See setup_tor.sh on how to setup a minimal, working torrc and set the password for the control server. (Note: the script uses scholarly_password as the default password, but you may want to change it for your installation.)

from scholarly import scholarly, ProxyGenerator

pg = ProxyGenerator()
pg.Tor_External(tor_sock_port=9050, tor_control_port=9051, tor_password="scholarly_password")
scholarly.use_proxy(pg)

author = next(scholarly.search_author('Steven A Cholewiak'))
print(author)

pg.Tor_internal(tor_cmd=None, tor_sock_port=None, tor_control_port=None)

If you have Tor installed locally, this option allows scholarly to launch its own Tor process.
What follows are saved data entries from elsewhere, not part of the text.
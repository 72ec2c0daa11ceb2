//! Dense tensor values produced by the execution phase.
//!
//! Tensors are row-major with a leading "candidate" axis whenever they come out
//! of a stack. Only the handful of operations the iteration needs are provided.

use crate::error::{IterationError, IterationResult};
use serde::{Deserialize, Serialize};
use std::fmt;
use std::ops::Range;

/// Element type of a tensor.
#[derive(Debug, Clone, Copy, PartialEq, Eq, Hash, Serialize, Deserialize)]
#[serde(rename_all = "snake_case")]
pub enum DType {
    Float,
    Int,
    Bool,
    Str,
}

impl fmt::Display for DType {
    fn fmt(&self, f: &mut fmt::Formatter<'_>) -> fmt::Result {
        let name = match self {
            Self::Float => "float",
            Self::Int => "int",
            Self::Bool => "bool",
            Self::Str => "string",
        };
        f.write_str(name)
    }
}

#[derive(Debug, Clone, PartialEq)]
pub enum TensorData {
    Float(Vec<f64>),
    Int(Vec<i64>),
    Bool(Vec<bool>),
    Str(Vec<String>),
}

impl TensorData {
    #[must_use]
    pub fn dtype(&self) -> DType {
        match self {
            Self::Float(_) => DType::Float,
            Self::Int(_) => DType::Int,
            Self::Bool(_) => DType::Bool,
            Self::Str(_) => DType::Str,
        }
    }

    #[must_use]
    pub fn len(&self) -> usize {
        match self {
            Self::Float(v) => v.len(),
            Self::Int(v) => v.len(),
            Self::Bool(v) => v.len(),
            Self::Str(v) => v.len(),
        }
    }

    #[must_use]
    pub fn is_empty(&self) -> bool {
        self.len() == 0
    }

    fn slice(&self, range: Range<usize>) -> Self {
        match self {
            Self::Float(v) => Self::Float(v[range].to_vec()),
            Self::Int(v) => Self::Int(v[range].to_vec()),
            Self::Bool(v) => Self::Bool(v[range].to_vec()),
            Self::Str(v) => Self::Str(v[range].to_vec()),
        }
    }

    fn cycle(&self, times: usize) -> Self {
        fn cycled<T: Clone>(v: &[T], times: usize) -> Vec<T> {
            v.iter().cloned().cycle().take(v.len() * times).collect()
        }
        match self {
            Self::Float(v) => Self::Float(cycled(v, times)),
            Self::Int(v) => Self::Int(cycled(v, times)),
            Self::Bool(v) => Self::Bool(cycled(v, times)),
            Self::Str(v) => Self::Str(cycled(v, times)),
        }
    }

    fn extend(&mut self, other: &Self) -> IterationResult<()> {
        match (self, other) {
            (Self::Float(a), Self::Float(b)) => a.extend_from_slice(b),
            (Self::Int(a), Self::Int(b)) => a.extend_from_slice(b),
            (Self::Bool(a), Self::Bool(b)) => a.extend_from_slice(b),
            (Self::Str(a), Self::Str(b)) => a.extend_from_slice(b),
            (a, b) => {
                return Err(IterationError::TypeMismatch(format!(
                    "cannot combine {} and {} values",
                    a.dtype(),
                    b.dtype()
                )))
            }
        }
        Ok(())
    }

    fn element_json(&self, i: usize) -> serde_json::Value {
        match self {
            Self::Float(v) => serde_json::json!(v[i]),
            Self::Int(v) => serde_json::json!(v[i]),
            Self::Bool(v) => serde_json::json!(v[i]),
            Self::Str(v) => serde_json::json!(v[i]),
        }
    }
}

/// A dense n-dimensional value.
#[derive(Debug, Clone, PartialEq)]
pub struct Tensor {
    shape: Vec<usize>,
    data: TensorData,
}

impl Tensor {
    pub fn new(shape: Vec<usize>, data: TensorData) -> IterationResult<Self> {
        let expected: usize = shape.iter().product();
        if expected != data.len() {
            return Err(IterationError::TypeMismatch(format!(
                "shape {:?} needs {} elements, got {}",
                shape,
                expected,
                data.len()
            )));
        }
        Ok(Self { shape, data })
    }

    #[must_use]
    pub fn scalar_f64(value: f64) -> Self {
        Self { shape: Vec::new(), data: TensorData::Float(vec![value]) }
    }

    #[must_use]
    pub fn scalar_i64(value: i64) -> Self {
        Self { shape: Vec::new(), data: TensorData::Int(vec![value]) }
    }

    #[must_use]
    pub fn scalar_bool(value: bool) -> Self {
        Self { shape: Vec::new(), data: TensorData::Bool(vec![value]) }
    }

    #[must_use]
    pub fn scalar_str(value: impl Into<String>) -> Self {
        Self { shape: Vec::new(), data: TensorData::Str(vec![value.into()]) }
    }

    #[must_use]
    pub fn vector_f64(values: Vec<f64>) -> Self {
        Self { shape: vec![values.len()], data: TensorData::Float(values) }
    }

    #[must_use]
    pub fn vector_i64(values: Vec<i64>) -> Self {
        Self { shape: vec![values.len()], data: TensorData::Int(values) }
    }

    #[must_use]
    pub fn dtype(&self) -> DType {
        self.data.dtype()
    }

    #[must_use]
    pub fn shape(&self) -> &[usize] {
        &self.shape
    }

    #[must_use]
    pub fn data(&self) -> &TensorData {
        &self.data
    }

    #[must_use]
    pub fn rank(&self) -> usize {
        self.shape.len()
    }

    #[must_use]
    pub fn is_scalar(&self) -> bool {
        self.shape.is_empty()
    }

    fn expect_scalar(&self, what: &str) -> IterationResult<()> {
        if self.is_scalar() {
            Ok(())
        } else {
            Err(IterationError::TypeMismatch(format!(
                "expected a scalar {what}, got shape {:?}",
                self.shape
            )))
        }
    }

    /// Reads a scalar float. Integer scalars are widened.
    pub fn as_f64(&self) -> IterationResult<f64> {
        self.expect_scalar("float")?;
        match &self.data {
            TensorData::Float(v) => Ok(v[0]),
            #[allow(clippy::cast_precision_loss)]
            TensorData::Int(v) => Ok(v[0] as f64),
            other => Err(IterationError::TypeMismatch(format!(
                "expected a float scalar, got {}",
                other.dtype()
            ))),
        }
    }

    pub fn as_i64(&self) -> IterationResult<i64> {
        self.expect_scalar("int")?;
        match &self.data {
            TensorData::Int(v) => Ok(v[0]),
            other => Err(IterationError::TypeMismatch(format!(
                "expected an int scalar, got {}",
                other.dtype()
            ))),
        }
    }

    pub fn as_bool(&self) -> IterationResult<bool> {
        self.expect_scalar("bool")?;
        match &self.data {
            TensorData::Bool(v) => Ok(v[0]),
            other => Err(IterationError::TypeMismatch(format!(
                "expected a bool scalar, got {}",
                other.dtype()
            ))),
        }
    }

    /// Stacks same-typed, same-shaped tensors along a new leading axis.
    pub fn stack(items: &[Self]) -> IterationResult<Self> {
        let Some(first) = items.first() else {
            return Err(IterationError::Evaluation("cannot stack zero tensors".to_string()));
        };
        let mut data = first.data.clone();
        for item in &items[1..] {
            if item.shape != first.shape {
                return Err(IterationError::TypeMismatch(format!(
                    "cannot stack shapes {:?} and {:?}",
                    first.shape, item.shape
                )));
            }
            data.extend(&item.data)?;
        }
        let mut shape = Vec::with_capacity(first.rank() + 1);
        shape.push(items.len());
        shape.extend_from_slice(&first.shape);
        Ok(Self { shape, data })
    }

    /// Selects entry `index` along the leading axis.
    pub fn index(&self, index: i64) -> IterationResult<Self> {
        let Some(&len) = self.shape.first() else {
            return Err(IterationError::TypeMismatch("cannot index into a scalar".to_string()));
        };
        let position = usize::try_from(index)
            .ok()
            .filter(|i| *i < len)
            .ok_or(IterationError::IndexOutOfRange { index, len })?;
        let inner: Vec<usize> = self.shape[1..].to_vec();
        let stride: usize = inner.iter().product();
        let start = position * stride;
        Ok(Self { shape: inner, data: self.data.slice(start..start + stride) })
    }

    /// Repeats a scalar or vector `times` times into a vector.
    pub fn tile(&self, times: usize) -> IterationResult<Self> {
        if self.rank() > 1 {
            return Err(IterationError::TypeMismatch(format!(
                "tile expects a scalar or vector, got shape {:?}",
                self.shape
            )));
        }
        let data = self.data.cycle(times);
        Ok(Self { shape: vec![data.len()], data })
    }

    pub fn cast(&self, dtype: DType) -> IterationResult<Self> {
        if self.dtype() == dtype {
            return Ok(self.clone());
        }
        #[allow(clippy::cast_precision_loss)]
        let data = match (&self.data, dtype) {
            (TensorData::Float(v), DType::Int) => TensorData::Int(v.iter().map(|x| x.trunc() as i64).collect()),
            (TensorData::Int(v), DType::Float) => TensorData::Float(v.iter().map(|x| *x as f64).collect()),
            (TensorData::Bool(v), DType::Int) => TensorData::Int(v.iter().map(|x| i64::from(*x)).collect()),
            (TensorData::Bool(v), DType::Float) => {
                TensorData::Float(v.iter().map(|x| if *x { 1.0 } else { 0.0 }).collect())
            }
            (TensorData::Float(v), DType::Bool) => TensorData::Bool(v.iter().map(|x| *x != 0.0).collect()),
            (TensorData::Int(v), DType::Bool) => TensorData::Bool(v.iter().map(|x| *x != 0).collect()),
            (data, to) => {
                return Err(IterationError::TypeMismatch(format!(
                    "cannot cast {} to {}",
                    data.dtype(),
                    to
                )))
            }
        };
        Ok(Self { shape: self.shape.clone(), data })
    }

    /// Sum and element count of a numeric tensor.
    pub fn sum_and_count(&self) -> IterationResult<(f64, usize)> {
        let floats = self.cast(DType::Float)?;
        match floats.data {
            TensorData::Float(v) => Ok((v.iter().sum(), v.len())),
            _ => unreachable!("cast to float yields float data"),
        }
    }

    /// Nested JSON arrays mirroring the tensor's shape.
    #[must_use]
    pub fn to_json(&self) -> serde_json::Value {
        self.json_at(0, 0)
    }

    fn json_at(&self, axis: usize, offset: usize) -> serde_json::Value {
        if axis == self.shape.len() {
            return self.data.element_json(offset);
        }
        let stride: usize = self.shape[axis + 1..].iter().product();
        let items = (0..self.shape[axis])
            .map(|i| self.json_at(axis + 1, offset + i * stride))
            .collect();
        serde_json::Value::Array(items)
    }
}
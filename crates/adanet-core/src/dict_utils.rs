//! Flattening of nested name-keyed mappings for transport through interfaces
//! that only accept flat `name -> value` inputs.
//!
//! Keys are joined with `/`. Literal `/` and `\` inside a key are escaped, so
//! `unflatten(flatten(x), prefixes)` rebuilds `x` exactly for any nesting depth.

use crate::error::{IterationError, IterationResult};
use std::collections::BTreeMap;

pub const DELIMITER: char = '/';
const ESCAPE: char = '\\';

/// A leaf value or a further level of named entries.
#[derive(Debug, Clone, PartialEq)]
pub enum Nested<T> {
    Leaf(T),
    Map(NestedMap<T>),
}

pub type NestedMap<T> = BTreeMap<String, Nested<T>>;

fn escape(segment: &str) -> String {
    let mut out = String::with_capacity(segment.len());
    for ch in segment.chars() {
        if ch == DELIMITER || ch == ESCAPE {
            out.push(ESCAPE);
        }
        out.push(ch);
    }
    out
}

fn split(key: &str) -> Vec<String> {
    let mut segments = Vec::new();
    let mut current = String::new();
    let mut chars = key.chars();
    while let Some(ch) = chars.next() {
        match ch {
            ESCAPE => current.extend(chars.next()),
            DELIMITER => segments.push(std::mem::take(&mut current)),
            other => current.push(other),
        }
    }
    segments.push(current);
    segments
}

/// Flattens `nested` into `"outer/inner/leaf" -> value` entries.
#[must_use]
pub fn flatten<T: Clone>(nested: &NestedMap<T>) -> BTreeMap<String, T> {
    let mut flat = BTreeMap::new();
    flatten_into(nested, "", &mut flat);
    flat
}

fn flatten_into<T: Clone>(nested: &NestedMap<T>, prefix: &str, flat: &mut BTreeMap<String, T>) {
    for (key, value) in nested {
        let full = format!("{prefix}{}", escape(key));
        match value {
            Nested::Leaf(leaf) => {
                flat.insert(full, leaf.clone());
            }
            Nested::Map(inner) => flatten_into(inner, &format!("{full}{DELIMITER}"), flat),
        }
    }
}

/// Rebuilds the nesting under each of `prefixes`.
///
/// Keys that do not start with one of `prefixes` are kept as top-level leaves
/// under their unescaped flat key.
pub fn unflatten<T, S: AsRef<str>>(flat: BTreeMap<String, T>, prefixes: &[S]) -> IterationResult<NestedMap<T>> {
    let mut nested = NestedMap::new();
    for (key, value) in flat {
        let segments = split(&key);
        let prefixed = segments.len() > 1 && prefixes.iter().any(|p| p.as_ref() == segments[0]);
        if prefixed {
            insert_path(&mut nested, &segments, value, &key)?;
        } else {
            nested.insert(segments.join(&DELIMITER.to_string()), Nested::Leaf(value));
        }
    }
    Ok(nested)
}

fn insert_path<T>(nested: &mut NestedMap<T>, path: &[String], value: T, key: &str) -> IterationResult<()> {
    let (last, parents) = path.split_last().ok_or_else(|| {
        IterationError::Evaluation(format!("cannot unflatten empty key '{key}'"))
    })?;
    let mut level = nested;
    for segment in parents {
        let entry = level.entry(segment.clone()).or_insert_with(|| Nested::Map(NestedMap::new()));
        level = match entry {
            Nested::Map(inner) => inner,
            Nested::Leaf(_) => {
                return Err(IterationError::Evaluation(format!(
                    "flat key '{key}' nests under leaf '{segment}'"
                )))
            }
        };
    }
    if level.insert(last.clone(), Nested::Leaf(value)).is_some() {
        return Err(IterationError::Evaluation(format!("flat key '{key}' is duplicated")));
    }
    Ok(())
}
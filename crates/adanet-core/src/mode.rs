use serde::{Deserialize, Serialize};
use std::fmt;

/// Whether a graph is built for training, evaluation or inference.
#[derive(Debug, Clone, Copy, PartialEq, Eq, Hash, Serialize, Deserialize)]
#[serde(rename_all = "snake_case")]
pub enum Mode {
    Train,
    Eval,
    Predict,
}

impl fmt::Display for Mode {
    fn fmt(&self, f: &mut fmt::Formatter<'_>) -> fmt::Result {
        let name = match self {
            Self::Train => "train",
            Self::Eval => "eval",
            Self::Predict => "predict",
        };
        f.write_str(name)
    }
}

/// Which parts of the estimator spec an iteration populates in a mode.
#[derive(Debug, Clone, Copy, PartialEq, Eq)]
pub struct ModeOutputs {
    pub loss: bool,
    pub train_op: bool,
    pub eval_metrics: bool,
    pub export_outputs: bool,
    pub subnetwork_reports: bool,
    pub previous_ensemble_report: bool,
    pub summaries: bool,
}

impl Mode {
    #[must_use]
    pub fn outputs(self) -> ModeOutputs {
        match self {
            Self::Train => ModeOutputs {
                loss: true,
                train_op: true,
                eval_metrics: false,
                export_outputs: false,
                subnetwork_reports: true,
                previous_ensemble_report: false,
                summaries: true,
            },
            Self::Eval => ModeOutputs {
                loss: true,
                train_op: false,
                eval_metrics: true,
                export_outputs: false,
                subnetwork_reports: true,
                previous_ensemble_report: true,
                summaries: true,
            },
            Self::Predict => ModeOutputs {
                loss: false,
                train_op: false,
                eval_metrics: false,
                export_outputs: true,
                subnetwork_reports: false,
                previous_ensemble_report: false,
                summaries: false,
            },
        }
    }

    /// Mode in which ensembles are constructed for a build requested in `self`.
    ///
    /// Rebuilt ensembles only restore earlier state, so they are frozen in
    /// eval mode unless inference was requested or the caller replicates
    /// ensembles in training.
    #[must_use]
    pub fn ensemble_mode(self, rebuilding: bool, replicate_ensemble_in_training: bool) -> Self {
        if !rebuilding {
            return self;
        }
        match self {
            Self::Predict => Self::Predict,
            Self::Train if replicate_ensemble_in_training => Self::Train,
            Self::Train | Self::Eval => Self::Eval,
        }
    }
}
You need to pass a pointer to the Tor executable in your system.

from scholarly import scholarly, ProxyGenerator

pg = ProxyGenerator()
pg.Tor_Internal(tor_cmd = "tor")
scholarly.use_proxy(pg)

author = next(scholarly.search_author('Steven A Cholewiak'))
print(author)

pg.FreeProxies()

This uses the free-proxy pip library to add a proxy to your configuration.

from scholarly import scholarly, ProxyGenerator

pg = ProxyGenerator()
pg.FreeProxies()
scholarly.use_proxy(pg)

author = next(scholarly.search_author('Steven A Cholewiak'))
print(author)

pg.Luminati()

If you have a luminati proxy service, please refer to the environment setup for Luminati below and simply call the following command before any function you want to execute.

from scholarly import scholarly, ProxyGenerator

pg = ProxyGenerator()

You can use your own configuration

pg.Luminati(usr= "your_username",passwd ="your_password", port = "your_port" )

Or alternatively you can use the environment variables set in your .env file

import os
pg.Luminati(usr=os.getenv("USERNAME"),passwd=os.getenv("PASSWORD"),proxy_port = os.getenv("PORT"))

scholarly.use_proxy(pg)

author = next(scholarly.search_author('Steven A Cholewiak'))
print(author)

pg.SingleProxy(http: str, https:str)

If you want to use a proxy of your choice, feel free to use this option.

from scholarly import scholarly, ProxyGenerator

pg = ProxyGenerator()
pg.SingleProxy(http = <your http proxy>, https = <your https proxy>)
scholarly.use_proxy(pg)

author = next(scholarly.search_author('Steven A Cholewiak'))
print(author)

NOTE: Please create a new proxy object whenever you change proxy method, as this can lead to unexpected behavior.

Setting up environment for Luminati and/or Testing

To run the test_module.py it is advised to create a .env file in the working directory of the test_module.py as:

touch .env

nano .env # or any editor of your choice

Define the connection method for the Tests, among these options:

• luminati (if you have a luminati proxy service)
• freeproxy
• tor
• tor_internal
• none (if you want a local connection, which is also the default value)

ex.

CONNECTION_METHOD = luminati

If using a luminati proxy service please append the following to your .env:

USERNAME = <LUMINATI_USERNAME>
PASSWORD = <LUMINATI_PASSWORD>
PORT = <PORT_FOR_LUMINATI>

Tests

Run the tests

To run tests execute the test_module.py file as:

python3 test_module

or

python3 -m unittest -v test_module.py

Build Docs

To build the documentation execute the make file as:

make html

License

The original code that this project was forked from was released by Luciano Bello under a WTFPL license. In keeping with this mentality, all code is released under the Unlicense.